Looking ahead, Sassoon noted: “Our main objectives this year are to continue to increase critical mass across the board, whilst maintaining our credit standards, and to improve efficiencies, thereby improving our Cost to Revenue ratio.”
Reactions to Sasfin’s results
Chantal Marx, securities analyst at First National Bank (FNB), noted: “This was a very strong result as evidenced by the very positive market response following the release. Both headline earnings and the dividend per share were up almost 30% with the return on equity also showing a sharp improvement (+2.33%) to 17.54%.
“While group costs increased by 19.8% (mostly due to the Fintech inclusion), the cost-to-income ratio reduced because income growth outstripped cost growth.
“The prospect statement held an upbeat tone – which is always a good sign.”
However, there were some concerns. Marx revealed: “While gross loans and advances expanded strongly, non-performing loans more than doubled and the credit loss ratio deteriorated to 1.08% from 0.77%. Management ascribed this to the weak credit environment and a sluggish economy. This is something investors will be keeping a close eye on.

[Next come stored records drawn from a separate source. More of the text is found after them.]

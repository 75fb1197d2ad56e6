//! Chunking pipeline orchestrator.

use super::{
    classify,
    splitters::{ChunkSplitter, CodeSplitter, MarkdownSplitter, TextSplitter},
    Chunk, ContentBucket, ScriptLanguage,
};
use crate::types::SourceDocument;
use docchat_core::{AppError, AppResult};
use serde::{Deserialize, Serialize};
use std::collections::BTreeMap;

/// Size settings for one bucket, in characters.
#[derive(Debug, Clone, Copy, PartialEq, Eq, Serialize, Deserialize)]
#[serde(rename_all = "snake_case")]
pub struct ChunkConfig {
    /// Target (and maximum) chunk size
    pub chunk_size: usize,

    /// Overlap between consecutive chunks
    pub chunk_overlap: usize,
}

impl Default for ChunkConfig {
    fn default() -> Self {
        Self {
            chunk_size: 1000,
            chunk_overlap: 20,
        }
    }
}

impl ChunkConfig {
    pub fn validate(&self) -> AppResult<()> {
        if self.chunk_size == 0 {
            return Err(AppError::Config("chunk_size must be greater than 0".to_string()));
        }
        if self.chunk_overlap >= self.chunk_size {
            return Err(AppError::Config(format!(
                "chunk_overlap ({}) must be smaller than chunk_size ({})",
                self.chunk_overlap, self.chunk_size
            )));
        }
        Ok(())
    }
}

/// Per-bucket chunk settings. Buckets without an override use the default.
#[derive(Debug, Clone, Default)]
pub struct ChunkProfiles {
    default: ChunkConfig,
    overrides: BTreeMap<ContentBucket, ChunkConfig>,
}

impl ChunkProfiles {
    pub fn uniform(config: ChunkConfig) -> Self {
        Self {
            default: config,
            overrides: BTreeMap::new(),
        }
    }

    pub fn with_override(mut self, bucket: ContentBucket, config: ChunkConfig) -> Self {
        self.overrides.insert(bucket, config);
        self
    }

    pub fn for_bucket(&self, bucket: ContentBucket) -> ChunkConfig {
        self.overrides.get(&bucket).copied().unwrap_or(self.default)
    }
}

/// Bucket-aware chunking pipeline.
pub struct ChunkPipeline {
    profiles: ChunkProfiles,
}

/// Output order of the buckets.
const BUCKET_ORDER: [ContentBucket; 4] = [
    ContentBucket::Markdown,
    ContentBucket::Markup,
    ContentBucket::Script,
    ContentBucket::Other,
];

impl ChunkPipeline {
    pub fn new(profiles: ChunkProfiles) -> Self {
        Self { profiles }
    }

    /// Chunk every document, grouped by bucket.
    ///
    /// Excluded documents (tests, snapshots) contribute nothing.
    pub fn process(&self, documents: &[SourceDocument]) -> AppResult<Vec<Chunk>> {
        let mut grouped: BTreeMap<ContentBucket, Vec<&SourceDocument>> = BTreeMap::new();
        for doc in documents {
            grouped.entry(classify(&doc.source)).or_default().push(doc);
        }

        if let Some(excluded) = grouped.get(&ContentBucket::Excluded) {
            tracing::debug!("Skipping {} excluded documents", excluded.len());
        }

        let mut chunks = Vec::new();
        for bucket in BUCKET_ORDER {
            let Some(docs) = grouped.get(&bucket) else {
                continue;
            };

            let config = self.profiles.for_bucket(bucket);
            let before = chunks.len();
            for doc in docs {
                chunks.extend(self.split_with(bucket, doc, &config)?);
            }

            tracing::info!(
                "Chunked {} {} documents into {} chunks",
                docs.len(),
                bucket.as_str(),
                chunks.len() - before
            );
        }

        Ok(chunks)
    }

    /// Chunk a single document according to its bucket.
    pub fn split_document(&self, doc: &SourceDocument) -> AppResult<Vec<Chunk>> {
        let bucket = classify(&doc.source);
        let config = self.profiles.for_bucket(bucket);
        self.split_with(bucket, doc, &config)
    }

    fn split_with(
        &self,
        bucket: ContentBucket,
        doc: &SourceDocument,
        config: &ChunkConfig,
    ) -> AppResult<Vec<Chunk>> {
        let splitter: Box<dyn ChunkSplitter> = match bucket {
            ContentBucket::Excluded => return Ok(Vec::new()),
            ContentBucket::Markdown => Box::new(MarkdownSplitter),
            ContentBucket::Markup => Box::new(CodeSplitter::markup()),
            ContentBucket::Script => {
                Box::new(CodeSplitter::script(ScriptLanguage::from_path(&doc.source)))
            }
            ContentBucket::Other => Box::new(TextSplitter),
        };

        splitter.split(&doc.source, &doc.content, config)
    }
}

“Transactional banking is still in its formative phase and has unfortunately failed to meet management’s expectations from a client acquisition perspective.”
Looking at its value, Marx stated: “Sasfin is currently trading on a historic Price Earning (PE) of 10 times and a forward dividend yield of 3.4% which does not appear particularly demanding given its expected growth trajectory. The expectation is for normalised growth to continue in the high teens, low twenties over the next few years but a BEE transaction (expected over the next twelve months) could disrupt this in the near term. The rating is probably already discounting some sort of dilutive deal which could be why it seems to offer more value than the peer group on a relative basis.”